Of many segments that are required to comply with Indian laws while running their businesses, mobile health related professionals need to take special care and cautions while dealing with sensitive information of the patients. We have no dedicated m-health laws and regulations of India but there are many provisions under different Indian laws that must be adhered to by m-health service providers of India.
If we add the complexities of cloud computing and encryption related issues to m-health projects, there are some very serious techno legal issues that have to be followed by Indian m-health entrepreneurs. Many m-health related services would be based upon a cloud computing environment and this would increase the cloud computing legal risks in India for those m-health entrepreneurs.
Many m-health companies and products in India are using patients information in both online and offline modes.

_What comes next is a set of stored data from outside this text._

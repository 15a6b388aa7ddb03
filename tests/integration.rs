use fixtures::fixtures;
use serde::Deserialize;
use std::path::Path;
use std::sync::{Arc, OnceLock};
use ua_classifier::{
    CacheConfig, Client, Detection, Device, Error, Os, ParserConfig, RuleDescriptor, RuleSet,
    UaParser, BUNDLED_RULES,
};

// Global UaParser instance that is initialized once
static PARSER_INSTANCE: OnceLock<Arc<UaParser>> = OnceLock::new();

fn get_shared_parser() -> Arc<UaParser> {
    PARSER_INSTANCE
        .get_or_init(|| Arc::new(UaParser::new().expect("failed to build UaParser")))
        .clone()
}

// ---------------------------------------------------------------------------
// Fixture files
// ---------------------------------------------------------------------------

#[derive(Debug, Deserialize)]
struct Fixture {
    user_agent: String,
    client: Client,
    os: Os,
    device: Device,
}

#[fixtures(["tests/fixtures/*.yml"])]
#[test]
fn test_fixtures(path: &Path) {
    let parser = get_shared_parser();
    let content = std::fs::read_to_string(path).unwrap();
    let fixtures: Vec<Fixture> = serde_yaml::from_str(&content).unwrap();
    assert!(!fixtures.is_empty(), "no fixtures in {:?}", path);

    for f in &fixtures {
        let result = parser.classify(&f.user_agent);
        assert_eq!(result.client, f.client, "client mismatch for UA: {}", f.user_agent);
        assert_eq!(result.os, f.os, "os mismatch for UA: {}", f.user_agent);
        assert_eq!(result.device, f.device, "device mismatch for UA: {}", f.user_agent);

        // The narrow entry points agree with the composite result.
        assert_eq!(parser.classify_client(&f.user_agent), f.client);
        assert_eq!(parser.classify_os(&f.user_agent), f.os);
        assert_eq!(parser.classify_device(&f.user_agent), f.device);
    }
}

// ---------------------------------------------------------------------------
// Rendering
// ---------------------------------------------------------------------------

#[test]
fn detection_round_trips_through_yaml() {
    let parser = get_shared_parser();
    let detection = parser.classify(
        "Mozilla/5.0 (iPhone; CPU iPhone OS 17_1_2 like Mac OS X) AppleWebKit/605.1.15 \
         (KHTML, like Gecko) Version/17.1.2 Mobile/15E148 Safari/604.1",
    );

    let yaml = serde_yaml::to_string(&*detection).unwrap();
    let parsed: Detection = serde_yaml::from_str(&yaml).unwrap();
    assert_eq!(parsed, *detection);
    assert_eq!(parsed.client.family, "Mobile Safari");
    assert_eq!(parsed.os.patch.as_deref(), Some("2"));
}

#[test]
fn display_form_parses_back_by_field_name() {
    let parser = get_shared_parser();
    let detection = parser.classify(
        "Mozilla/5.0 (iPhone; CPU iPhone OS 17_1_2 like Mac OS X) AppleWebKit/605.1.15 \
         (KHTML, like Gecko) Version/17.1.2 Mobile/15E148 Safari/604.1",
    );

    let client: Client = serde_yaml::from_str(&detection.client.to_string()).unwrap();
    assert_eq!(client, detection.client);
    let os: Os = serde_yaml::from_str(&detection.os.to_string()).unwrap();
    assert_eq!(os, detection.os);

    // An empty component stays distinct from an absent one.
    let client = Client::new("Firefox", Some("3"), Some(""), None);
    let parsed: Client = serde_yaml::from_str(&client.to_string()).unwrap();
    assert_eq!(parsed, client);
    assert_eq!(parsed.minor.as_deref(), Some(""));
    assert_eq!(parsed.patch, None);

    let os = Os::new("Mac OS X", [Some("10"), Some("15"), Some("7"), Some("")]);
    let parsed: Os = serde_yaml::from_str(&os.to_string()).unwrap();
    assert_eq!(parsed, os);
}

#[test]
fn spider_display() {
    let parser = get_shared_parser();
    let d = parser.classify("Mozilla/5.0 (compatible; Googlebot/2.1; +http://www.google.com/bot.html)");
    assert!(d.is_spider());
    assert!(!d.is_mobile());
    assert_eq!(d.client.display_family(), "googlebot");
    assert_eq!(d.client.full_version(), "");
    assert_eq!(
        d.client.to_string(),
        r#"{family: "Spider", is_spider: true, major: "googlebot", minor: null, patch: null}"#
    );
}

#[test]
fn version_strings() {
    let parser = get_shared_parser();
    let d = parser.classify("Mozilla/5.0 (Macintosh; Intel Mac OS X 10_15_7) AppleWebKit/605.1.15 (KHTML, like Gecko) Version/17.1 Safari/605.1.15");
    assert_eq!(d.client.full_version(), "17.1");
    assert_eq!(d.client.short_version(), "17.1");
    assert_eq!(d.os.full_version(), "10.15.7");
    assert_eq!(d.os.short_version(), "10.15");

    let d = parser.classify("something nobody recognises");
    assert_eq!(d.client, Client::other());
    assert_eq!(d.client.full_version(), "unknown");
    assert_eq!(d.os.display_family(), "Other");
}

// ---------------------------------------------------------------------------
// Construction
// ---------------------------------------------------------------------------

#[test]
fn from_reader_and_from_path_match_bundled() {
    let ua = "Mozilla/5.0 (Linux; Android 13; SM-S918B) AppleWebKit/537.36 (KHTML, like Gecko) Chrome/120.0.6099.144 Mobile Safari/537.36";
    let from_reader = UaParser::from_reader(BUNDLED_RULES.as_bytes()).unwrap();
    let from_path = UaParser::from_path(
        Path::new(env!("CARGO_MANIFEST_DIR")).join("regexes/regexes.yaml"),
        ParserConfig::without_cache(),
    )
    .unwrap();
    assert_eq!(*from_reader.classify(ua), *get_shared_parser().classify(ua));
    assert_eq!(*from_path.classify(ua), *get_shared_parser().classify(ua));
}

#[test]
fn missing_section_is_fatal() {
    let yaml = "user_agent_parsers: []\nos_parsers: []\n";
    let err = UaParser::from_reader_with_config(yaml.as_bytes(), ParserConfig::default())
        .err()
        .unwrap();
    assert!(matches!(err, Error::MissingSection("device_parsers")));
    assert_eq!(err.to_string(), "rule source is missing the `device_parsers` section");
}

#[test]
fn rule_without_regex_or_name_is_fatal() {
    let yaml = "user_agent_parsers:\n  - family_replacement: 'Broken'\nos_parsers: []\ndevice_parsers: []\n";
    let err = UaParser::from_reader(yaml.as_bytes()).err().unwrap();
    assert!(matches!(
        err,
        Error::InvalidRule {
            section: "user_agent_parsers",
            index: 0,
            ..
        }
    ));
}

#[test]
fn malformed_yaml_is_fatal() {
    let err = UaParser::from_reader("user_agent_parsers: [".as_bytes()).err().unwrap();
    assert!(matches!(err, Error::YAML(_)));
}

// ---------------------------------------------------------------------------
// Cache
// ---------------------------------------------------------------------------

fn tiny_rules() -> RuleSet {
    RuleSet {
        user_agent_parsers: Some(vec![RuleDescriptor::pattern(r"(\w+)/(\d+)")]),
        os_parsers: Some(vec![]),
        device_parsers: Some(vec![]),
        ..RuleSet::default()
    }
}

#[test]
fn cache_is_bounded() {
    let parser = UaParser::from_rules(
        tiny_rules(),
        ParserConfig::with_cache(CacheConfig {
            initial_capacity: 2,
            max_capacity: 16,
        }),
    )
    .unwrap();

    for i in 0..16 {
        parser.classify(&format!("agent{}/{}", i, i));
    }
    assert!(parser.cache_entry_count().unwrap() <= 16);

    for i in 16..500 {
        let d = parser.classify(&format!("agent{}/{}", i, i));
        assert_eq!(d.client.major.as_deref(), Some(i.to_string().as_str()));
    }
    assert!(parser.cache_entry_count().unwrap() <= 16);
}

#[test]
fn cached_results_are_identical() {
    let parser = UaParser::from_rules(tiny_rules(), ParserConfig::default()).unwrap();
    let first = parser.classify("Foo/1");
    let second = parser.classify("Foo/1");
    assert!(Arc::ptr_eq(&first, &second));
    assert_eq!(first.client, Client::new("Foo", Some("1"), None, None));
}

#[test]
fn concurrent_callers_see_the_same_results() {
    let parser = get_shared_parser();
    let uas = [
        "Mozilla/5.0 (X11; Ubuntu; Linux x86_64; rv:121.0) Gecko/20100101 Firefox/121.0",
        "Opera/9.80 (Windows NT 6.1; U; en) Presto/2.10.289 Version/12.02",
        "curl/7.68.0",
        "",
    ];
    std::thread::scope(|s| {
        let handles: Vec<_> = (0..8)
            .map(|_| {
                let parser = parser.clone();
                s.spawn(move || {
                    uas.iter()
                        .map(|ua| (*parser.classify(ua)).clone())
                        .collect::<Vec<_>>()
                })
            })
            .collect();
        let results: Vec<Vec<Detection>> = handles.into_iter().map(|h| h.join().unwrap()).collect();
        for r in &results[1..] {
            assert_eq!(r, &results[0]);
        }
    });
}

These uses include third party vendors and partners as well. Thus, sensitive information is accessible to not only medical professionals, m-health service providers, third party application and software providers, etc but also to every other person who can circumvent the security system of any of the people/companies involved in this entire process. Cyber security of m-health infrastructures in India is, therefore, of utmost importance.
Similarly, techno legal issues pertaining to privacy protection and data protection (PDF) must also be adhered to by the m-health service providers. If patients’ data and information are leaked or compromised due to negligence or lack of cyber and data security practices of m-health service providers, serious legal and financial obligation would be incurred.
M-health entrepreneurs must also keep in mind the requirements of Internet intermediary liability in India and cyber law due diligence in India (PDF). The new Indian Companies Act, 2013 (PDF) would further raise the incidences of corporate criminal liability in India.
Presently, there seems to be a general indifference among the m-health service providers of India towards these techno legal compliances. With medical records and sensitive personal information at stake, this casual approach may cost them both in terms of money and unnecessary civil and criminal prosecutions.